If you look at the start of the test 'git diff HEAD with dirty submodule
(untracked)' in t/t4027-diff-submodule.sh it sets up a submodule with an
untracked file. If you add "test_pause &&" after the diff command in
that test it will start a shell in the test directory and you can run
`git diff HEAD` yourself to see the output and also `git -C sub diff
HEAD` which will run diff in the submodule directory. The latter command
should show that there are no changes in the tracked files of the
submodule. Just exit the shell to get the test to continue. (you can see
in builtin/describe.c that when it is run with `--dirty` it runs `git
diff-index HEAD` to determine if a repository is dirty). To change the
output of diff I would look for the string "Subproject commit" in diff.c
to find the code that adds '-dirty' and try working backwards from
there. Let me know if you get stuck - it took we a while to work
backwards to find where we check if the submodule is dirty.
Best Wishes
Phillip
Thanks and regards,
Sangeeta
On Thu, Oct 8, 2020 at 2:37 PM Phillip Wood <phillip.wood123@xxxxxxxxx> wrote:
Hi Sangeeta
On 07/10/2020 21:10, Sangeeta NB wrote:
Hello everyone,
Welcome to the list
My name is Sangeeta and I’m one of the Outreachy applicants. I would
like to work on the microproject "Unify the meaning of dirty between
diff and describe".
While looking at the files for `describe` and `diff` commands I found
that the `describe.c` is present in builtin[1] folder whereas diff.c
is found in the root[2] folder as well as builtin[3] folder. I could
not find any implementation of --dirty in the diff.c present in
builtin[3] folder. So is it that I have to compare the implementation
of describe.c[1] and diff.c(of root folder)?

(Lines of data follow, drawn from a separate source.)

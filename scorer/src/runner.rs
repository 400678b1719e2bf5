//! # Scorer Runner
//!
//! Evaluates one scorer with failure isolation:
//!
//! - a verdict becomes a completed [`ScorerResult`] with the measured elapsed time;
//! - a [`ScorerFailure`] is absorbed into a result carrying the failure's score, brief and
//!   detail, with no elapsed time;
//! - a [`GradingError`] is logged and returned to the caller.
//!
//! With a time limit set, an evaluation that runs too long is dropped (killing any child
//! processes it spawned and releasing any instrumentation it held) and reported as a failure.
//! Work already handed to the blocking thread pool, such as an in-process test case, is not
//! cancelled and finishes in the background.

use crate::error::{GradingError, ScorerError};
use crate::message::{Message, Param};
use crate::result::{ScorerFailure, ScorerResult};
use crate::traits::scorer::Scorer;
use std::time::{Duration, Instant};
use tracing::{error, info, warn};

#[derive(Debug, Clone, Copy, Default, PartialEq, Eq)]
pub struct ScorerRunner {
    time_limit: Option<Duration>,
}

fn timed_out(limit: Duration) -> ScorerFailure {
    let seconds = if limit.subsec_nanos() == 0 {
        Param::Int(limit.as_secs() as i64)
    } else {
        Param::Float(limit.as_secs_f64())
    };
    ScorerFailure::new(
        Message::new("did not complete within the time limit of {seconds} seconds")
            .with("seconds", seconds),
    )
}

impl ScorerRunner {
    pub fn new(time_limit: Option<Duration>) -> Self {
        Self { time_limit }
    }

    pub fn time_limit(&self) -> Option<Duration> {
        self.time_limit
    }

    /// Evaluate `scorer` once.
    ///
    /// # Errors
    /// The [`GradingError`] of a scorer that hit a defect. Recoverable failures never error.
    pub async fn run(&self, scorer: &mut dyn Scorer) -> Result<ScorerResult, GradingError> {
        let name = scorer.name().to_string();
        info!("Running {}", name);

        let start = Instant::now();
        let outcome = match self.time_limit {
            Some(limit) => tokio::time::timeout(limit, scorer.evaluate())
                .await
                .unwrap_or_else(|_| Err(timed_out(limit).into())),
            None => scorer.evaluate().await,
        };
        let elapsed = start.elapsed();

        match outcome {
            Ok(verdict) => {
                info!(
                    "{} finished with score {:.2} in {:.3}s",
                    name,
                    verdict.score,
                    elapsed.as_secs_f64()
                );
                Ok(ScorerResult::completed(name, verdict, elapsed))
            }
            Err(ScorerError::Failure(failure)) => {
                warn!(
                    "{} failed: {} (score {:.2})",
                    name,
                    failure.brief.render(),
                    failure.score
                );
                Ok(ScorerResult::failed(name, failure))
            }
            Err(ScorerError::Defect(err)) => {
                error!("{} aborted grading: {}", name, err);
                Err(err)
            }
        }
    }
}
//! External command execution.
//!
//! Every external tool a scorer drives is described by a [`CommandSpec`] and run through
//! [`CommandSpec::run`]. Children are spawned with `kill_on_drop`, so when the runner's time
//! limit cancels an evaluation the processes it started are killed with it.

use serde::{Deserialize, Serialize};
use std::collections::BTreeMap;
use std::ffi::OsStr;
use std::io;
use std::path::PathBuf;
use std::process::Stdio;
use tokio::process::Command;
use tracing::debug;

/// A program, its fixed arguments, working directory and extra environment.
#[derive(Debug, Clone, PartialEq, Eq, Serialize, Deserialize)]
pub struct CommandSpec {
    pub program: String,
    #[serde(default)]
    pub args: Vec<String>,
    #[serde(default)]
    pub workdir: Option<PathBuf>,
    #[serde(default)]
    pub env: BTreeMap<String, String>,
}

/// Captured result of a finished command.
#[derive(Debug, Clone, PartialEq, Eq)]
pub struct CommandOutput {
    /// Exit code; `None` when the process was terminated by a signal.
    pub status: Option<i32>,
    pub stdout: String,
    pub stderr: String,
}

impl CommandOutput {
    pub fn success(&self) -> bool {
        self.status == Some(0)
    }

    /// stdout and stderr joined, trimmed, for reports.
    pub fn combined(&self) -> String {
        let mut text = String::new();
        let out = self.stdout.trim_end();
        let err = self.stderr.trim_end();
        text.push_str(out);
        if !out.is_empty() && !err.is_empty() {
            text.push('\n');
        }
        text.push_str(err);
        text
    }
}

impl CommandSpec {
    pub fn new(program: impl Into<String>) -> Self {
        Self {
            program: program.into(),
            args: Vec::new(),
            workdir: None,
            env: BTreeMap::new(),
        }
    }

    pub fn arg(mut self, arg: impl Into<String>) -> Self {
        self.args.push(arg.into());
        self
    }

    pub fn args<I, S>(mut self, args: I) -> Self
    where
        I: IntoIterator<Item = S>,
        S: Into<String>,
    {
        self.args.extend(args.into_iter().map(Into::into));
        self
    }

    pub fn current_dir(mut self, dir: impl Into<PathBuf>) -> Self {
        self.workdir = Some(dir.into());
        self
    }

    pub fn env(mut self, key: impl Into<String>, value: impl Into<String>) -> Self {
        self.env.insert(key.into(), value.into());
        self
    }

    /// Shell-like rendering for logs and reports.
    pub fn display(&self) -> String {
        std::iter::once(self.program.as_str())
            .chain(self.args.iter().map(String::as_str))
            .collect::<Vec<_>>()
            .join(" ")
    }

    /// Run with the fixed arguments followed by `extra`, capturing output.
    ///
    /// # Errors
    /// The spawn error when the program cannot be started.
    pub async fn run<I, S>(&self, extra: I) -> io::Result<CommandOutput>
    where
        I: IntoIterator<Item = S>,
        S: AsRef<OsStr>,
    {
        let mut cmd = Command::new(&self.program);
        cmd.args(&self.args)
            .args(extra)
            .envs(&self.env)
            .stdin(Stdio::null())
            .stdout(Stdio::piped())
            .stderr(Stdio::piped())
            .kill_on_drop(true);
        if let Some(dir) = &self.workdir {
            cmd.current_dir(dir);
        }

        debug!("Running `{}`", self.display());
        let output = cmd.spawn()?.wait_with_output().await?;

        Ok(CommandOutput {
            status: output.status.code(),
            stdout: String::from_utf8_lossy(&output.stdout).into_owned(),
            stderr: String::from_utf8_lossy(&output.stderr).into_owned(),
        })
    }
}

Also, I was curious to know why is there a builtin folder when many
commands described in that are described again in the root folder?
The files in the root directory are (mostly) library code that ends up
in libgit.a. The builtin directory contains the individual git commands
that form the git binary that is linked with libgit.a. builtin/diff.c
contains cmd_diff() which will be called when the user runs `git diff`.
That function parses the command line options and sets up the necessary
data to pass to the diff implementation in /diff.c. The diff and log
family of commands are a bit different to most of the other commands in
that the option parsing is mostly done by calling setup_revisions() in
/revision.c rather than using the option parsing library routines in
/parse-options.c directly. I think the `--dirty` option for diff ends up
being handled by handle_ignore_submodules_arg() in submodule.c, I'll
leave it to you to see where that is called from (you can use `git grep`).
I'm going to be off line for the rest of today, hopefully someone else
will be able to help if you get stuck or I'll try and answer any other
questions tomorrow.
Best Wishes
Phillip
Looking forward to working with you all.
Sangeeta
[1] https://github.com/git/git/blob/master/builtin/describe.c
[2] https://github.com/git/git/blob/master/builtin/diff.c
[3] https://github.com/git/git/blob/master/diff.c